Exercise goal. Line by line, transcribe the listing below without omission.

Given information.
//! Configuration modules and module-set keys
//!
//! A test class declares the modules that build its object graph. Two
//! classes declaring the same set of modules, in any order and with any
//! duplicates, share one [`ModuleSetKey`] and therefore one graph.

use crate::binder::Binder;
use crate::error::ConfigError;
use std::fmt::{self, Display, Formatter};

/// Configuration module contributing bindings and hooks to an object graph
pub trait Module: Send + Sync {
    /// Register bindings and hooks
    ///
    /// # Errors
    /// Returns [`ConfigError`] when the module cannot configure itself.
    fn configure(&self, binder: &mut Binder) -> Result<(), ConfigError>;
}

/// Factory producing a fresh module instance
pub type ModuleFactory = fn() -> Result<Box<dyn Module>, ConfigError>;

/// A module declared by a test class
#[derive(Clone)]
pub struct ModuleDecl {
    name: String,
    factory: ModuleFactory,
}

impl ModuleDecl {
    /// Declare a module type constructed with `Default`
    #[inline]
    #[must_use]
    pub fn of<M: Module + Default + 'static>() -> Self {
        Self {
            name: std::any::type_name::<M>().to_string(),
            factory: instantiate::<M>,
        }
    }

    /// Declare a module with an explicit name and factory
    #[inline]
    #[must_use]
    pub fn new(name: impl Into<String>, factory: ModuleFactory) -> Self {
        Self {
            name: name.into(),
            factory,
        }
    }

    /// Module name (identity within a module set)
    #[inline]
    #[must_use]
    pub fn name(&self) -> &str {
        &self.name
    }

    /// Instantiate the module
    ///
    /// # Errors
    /// Returns [`ConfigError::ModuleInstantiation`] when the factory fails.
    pub fn instantiate(&self) -> Result<Box<dyn Module>, ConfigError> {
        (self.factory)().map_err(|err| match err {
            ConfigError::ModuleInstantiation { .. } => err,
            other => ConfigError::instantiation(&self.name, other.to_string()),
        })
    }
}

impl fmt::Debug for ModuleDecl {
    fn fmt(&self, f: &mut Formatter<'_>) -> fmt::Result {
        f.debug_struct("ModuleDecl").field("name", &self.name).finish()
    }
}

fn instantiate<M: Module + Default + 'static>() -> Result<Box<dyn Module>, ConfigError> {
    Ok(Box::new(M::default()))
}

/// Canonical, order-independent identity of a module set
#[derive(Debug, Clone, PartialEq, Eq, PartialOrd, Ord, Hash)]
pub struct ModuleSetKey(String);

impl ModuleSetKey {
    /// Key as a string (`[a, b, c]`)
    #[inline]
    #[must_use]
    pub fn as_str(&self) -> &str {
        &self.0
    }
}

impl Display for ModuleSetKey {
    fn fmt(&self, f: &mut Formatter<'_>) -> fmt::Result {
        f.write_str(&self.0)
    }
}

/// De-duplicated, name-sorted module declarations with their key
#[derive(Debug, Clone)]
pub struct ModuleSet {
    key: ModuleSetKey,
    modules: Vec<ModuleDecl>,
}

impl ModuleSet {
    /// Canonicalize the modules declared by `class`
    ///
    /// # Errors
    /// - [`ConfigError::MissingModules`] if `declared` is `None`
    /// - [`ConfigError::EmptyModules`] if the declaration is empty
    pub fn for_class(class: &str, declared: Option<&[ModuleDecl]>) -> Result<Self, ConfigError> {
        let declared = declared.ok_or_else(|| ConfigError::MissingModules {
            class: class.to_string(),
        })?;
        if declared.is_empty() {
            return Err(ConfigError::EmptyModules {
                class: class.to_string(),
            });
        }

        let mut modules = declared.to_vec();
        modules.sort_by(|a, b| a.name.cmp(&b.name));
        modules.dedup_by(|a, b| a.name == b.name);

        let names: Vec<&str> = modules.iter().map(ModuleDecl::name).collect();
        let key = ModuleSetKey(format!("[{}]", names.join(", ")));
        Ok(Self { key, modules })
    }

    /// Cache key for this set
    #[inline]
    #[must_use]
    pub fn key(&self) -> &ModuleSetKey {
        &self.key
    }

    /// Modules in key order
    #[inline]
    #[must_use]
    pub fn modules(&self) -> &[ModuleDecl] {
        &self.modules
    }

    /// Number of distinct modules
    #[inline]
    #[must_use]
    pub fn len(&self) -> usize {
        self.modules.len()
    }

    /// Always false for a constructed set
    #[inline]
    #[must_use]
    pub fn is_empty(&self) -> bool {
        self.modules.is_empty()
    }
}

#[cfg(test)]
mod tests {
    use super::*;
    use proptest::prelude::*;

    #[derive(Default)]
    struct Alpha;
    #[derive(Default)]
    struct Beta;

    impl Module for Alpha {
        fn configure(&self, _binder: &mut Binder) -> Result<(), ConfigError> {
            Ok(())
        }
    }

    impl Module for Beta {
        fn configure(&self, _binder: &mut Binder) -> Result<(), ConfigError> {
            Ok(())
        }
    }

    fn broken() -> Result<Box<dyn Module>, ConfigError> {
        Err(ConfigError::configure("broken", "no default"))
    }

    #[test]
    fn key_ignores_order_and_duplicates() {
        let a = ModuleSet::for_class(
            "A",
            Some(&[ModuleDecl::of::<Beta>(), ModuleDecl::of::<Alpha>()]),
        )
        .unwrap();
        let b = ModuleSet::for_class(
            "B",
            Some(&[
                ModuleDecl::of::<Alpha>(),
                ModuleDecl::of::<Beta>(),
                ModuleDecl::of::<Alpha>(),
            ]),
        )
        .unwrap();

        assert_eq!(a.key(), b.key());
        assert_eq!(b.len(), 2);
    }

    #[test]
    fn missing_declaration_is_error() {
        let err = ModuleSet::for_class("A", None).unwrap_err();
        assert!(matches!(err, ConfigError::MissingModules { .. }));
    }

    #[test]
    fn empty_declaration_is_error() {
        let err = ModuleSet::for_class("A", Some(&[])).unwrap_err();
        assert!(matches!(err, ConfigError::EmptyModules { .. }));
    }

    #[test]
    fn failing_factory_reports_module() {
        let decl = ModuleDecl::new("broken", broken);
        match decl.instantiate() {
            Err(ConfigError::ModuleInstantiation { module, .. }) => assert_eq!(module, "broken"),
            other => panic!("unexpected result: {:?}", other.map(|_| ())),
        }
    }

    proptest! {
        #[test]
        fn key_is_permutation_invariant(names in proptest::collection::vec("[a-e]", 1..8)) {
            fn factory() -> Result<Box<dyn Module>, ConfigError> {
                Ok(Box::new(Alpha))
            }
            let forward: Vec<ModuleDecl> =
                names.iter().map(|n| ModuleDecl::new(n.clone(), factory)).collect();
            let mut backward = forward.clone();
            backward.reverse();

            let a = ModuleSet::for_class("A", Some(&forward)).unwrap();
            let b = ModuleSet::for_class("B", Some(&backward)).unwrap();
            prop_assert_eq!(a.key(), b.key());
        }
    }
}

Response.
//! Configuration modules and module-set keys
//!
//! A test class declares the modules that build its object graph. Two
//! classes declaring the same set of modules, in any order and with any
//! duplicates, share one [`ModuleSetKey`] and therefore one graph.

use crate::binder::Binder;
use crate::error::ConfigError;
use std::fmt::{self, Display, Formatter};

/// Configuration module contributing bindings and hooks to an object graph
pub trait Module: Send + Sync {
    /// Register bindings and hooks
    ///
    /// # Errors
    /// Returns [`ConfigError`] when the module cannot configure itself.
    fn configure(&self, binder: &mut Binder) -> Result<(), ConfigError>;
}

/// Factory producing a fresh module instance
pub type ModuleFactory = fn() -> Result<Box<dyn Module>, ConfigError>;

/// A module declared by a test class
#[derive(Clone)]
pub struct ModuleDecl {
    name: String,
    factory: ModuleFactory,
}

impl ModuleDecl {
    /// Declare a module type constructed with `Default`
    #[inline]
    #[must_use]
    pub fn of<M: Module + Default + 'static>() -> Self {
        Self {
            name: std::any::type_name::<M>().to_string(),
            factory: instantiate::<M>,
        }
    }

    /// Declare a module with an explicit name and factory
    #[inline]
    #[must_use]
    pub fn new(name: impl Into<String>, factory: ModuleFactory) -> Self {
        Self {
            name: name.into(),
            factory,
        }
    }

    /// Module name (identity within a module set)
    #[inline]
    #[must_use]
    pub fn name(&self) -> &str {
        &self.name
    }

    /// Instantiate the module
    ///
    /// # Errors
    /// Returns [`ConfigError::ModuleInstantiation`] when the factory fails.
    pub fn instantiate(&self) -> Result<Box<dyn Module>, ConfigError> {
        (self.factory)().map_err(|err| match err {
            ConfigError::ModuleInstantiation { .. } => err,
            other => ConfigError::instantiation(&self.name, other.to_string()),
        })
    }
}

impl fmt::Debug for ModuleDecl {
    fn fmt(&self, f: &mut Formatter<'_>) -> fmt::Result {
        f.debug_struct("ModuleDecl").field("name", &self.name).finish()
    }
}

fn instantiate<M: Module + Default + 'static>() -> Result<Box<dyn Module>, ConfigError> {
    Ok(Box::new(M::default()))
}

/// Canonical, order-independent identity of a module set
#[derive(Debug, Clone, PartialEq, Eq, PartialOrd, Ord, Hash)]
pub struct ModuleSetKey(String);

impl ModuleSetKey {
    /// Key as a string (`[a, b, c]`)
    #[inline]
    #[must_use]
    pub fn as_str(&self) -> &str {
        &self.0
    }
}

impl Display for ModuleSetKey {
    fn fmt(&self, f: &mut Formatter<'_>) -> fmt::Result {
        f.write_str(&self.0)
    }
}

/// De-duplicated, name-sorted module declarations with their key
#[derive(Debug, Clone)]
pub struct ModuleSet {
    key: ModuleSetKey,
    modules: Vec<ModuleDecl>,
}

impl ModuleSet {
    /// Canonicalize the modules declared by `class`
    ///
    /// # Errors
    /// - [`ConfigError::MissingModules`] if `declared` is `None`
    /// - [`ConfigError::EmptyModules`] if the declaration is empty
    pub fn for_class(class: &str, declared: Option<&[ModuleDecl]>) -> Result<Self, ConfigError> {
        let declared = declared.ok_or_else(|| ConfigError::MissingModules {
            class: class.to_string(),
        })?;
        if declared.is_empty() {
            return Err(ConfigError::EmptyModules {
                class: class.to_string(),
            });
        }

        let mut modules = declared.to_vec();
        modules.sort_by(|a, b| a.name.cmp(&b.name));
        modules.dedup_by(|a, b| a.name == b.name);

        let names: Vec<&str> = modules.iter().map(ModuleDecl::name).collect();
        let key = ModuleSetKey(format!("[{}]", names.join(", ")));
        Ok(Self { key, modules })
    }

    /// Cache key for this set
    #[inline]
    #[must_use]
    pub fn key(&self) -> &ModuleSetKey {
        &self.key
    }

    /// Modules in key order
    #[inline]
    #[must_use]
    pub fn modules(&self) -> &[ModuleDecl] {
        &self.modules
    }

    /// Number of distinct modules
    #[inline]
    #[must_use]
    pub fn len(&self) -> usize {
        self.modules.len()
    }

    /// Always false for a constructed set
    #[inline]
    #[must_use]
    pub fn is_empty(&self) -> bool {
        self.modules.is_empty()
    }
}

#[cfg(test)]
mod tests {
    use super::*;
    use proptest::prelude::*;

    #[derive(Default)]
    struct Alpha;
    #[derive(Default)]
    struct Beta;

    impl Module for Alpha {
        fn configure(&self, _binder: &mut Binder) -> Result<(), ConfigError> {
            Ok(())
        }
    }

    impl Module for Beta {
        fn configure(&self, _binder: &mut Binder) -> Result<(), ConfigError> {
            Ok(())
        }
    }

    fn broken() -> Result<Box<dyn Module>, ConfigError> {
        Err(ConfigError::configure("broken", "no default"))
    }

    #[test]
    fn key_ignores_order_and_duplicates() {
        let a = ModuleSet::for_class(
            "A",
            Some(&[ModuleDecl::of::<Beta>(), ModuleDecl::of::<Alpha>()]),
        )
        .unwrap();
        let b = ModuleSet::for_class(
            "B",
            Some(&[
                ModuleDecl::of::<Alpha>(),
                ModuleDecl::of::<Beta>(),
                ModuleDecl::of::<Alpha>(),
            ]),
        )
        .unwrap();

        assert_eq!(a.key(), b.key());
        assert_eq!(b.len(), 2);
    }

    #[test]
    fn missing_declaration_is_error() {
        let err = ModuleSet::for_class("A", None).unwrap_err();
        assert!(matches!(err, ConfigError::MissingModules { .. }));
    }

    #[test]
    fn empty_declaration_is_error() {
        let err = ModuleSet::for_class("A", Some(&[])).unwrap_err();
        assert!(matches!(err, ConfigError::EmptyModules { .. }));
    }

    #[test]
    fn failing_factory_reports_module() {
        let decl = ModuleDecl::new("broken", broken);
        match decl.instantiate() {
            Err(ConfigError::ModuleInstantiation { module, .. }) => assert_eq!(module, "broken"),
            other => panic!("unexpected result: {:?}", other.map(|_| ())),
        }
    }

    proptest! {
        #[test]
        fn key_is_permutation_invariant(names in proptest::collection::vec("[a-e]", 1..8)) {
            fn factory() -> Result<Box<dyn Module>, ConfigError> {
                Ok(Box::new(Alpha))
            }
            let forward: Vec<ModuleDecl> =
                names.iter().map(|n| ModuleDecl::new(n.clone(), factory)).collect();
            let mut backward = forward.clone();
            backward.reverse();

            let a = ModuleSet::for_class("A", Some(&forward)).unwrap();
            let b = ModuleSet::for_class("B", Some(&backward)).unwrap();
            prop_assert_eq!(a.key(), b.key());
        }
    }
}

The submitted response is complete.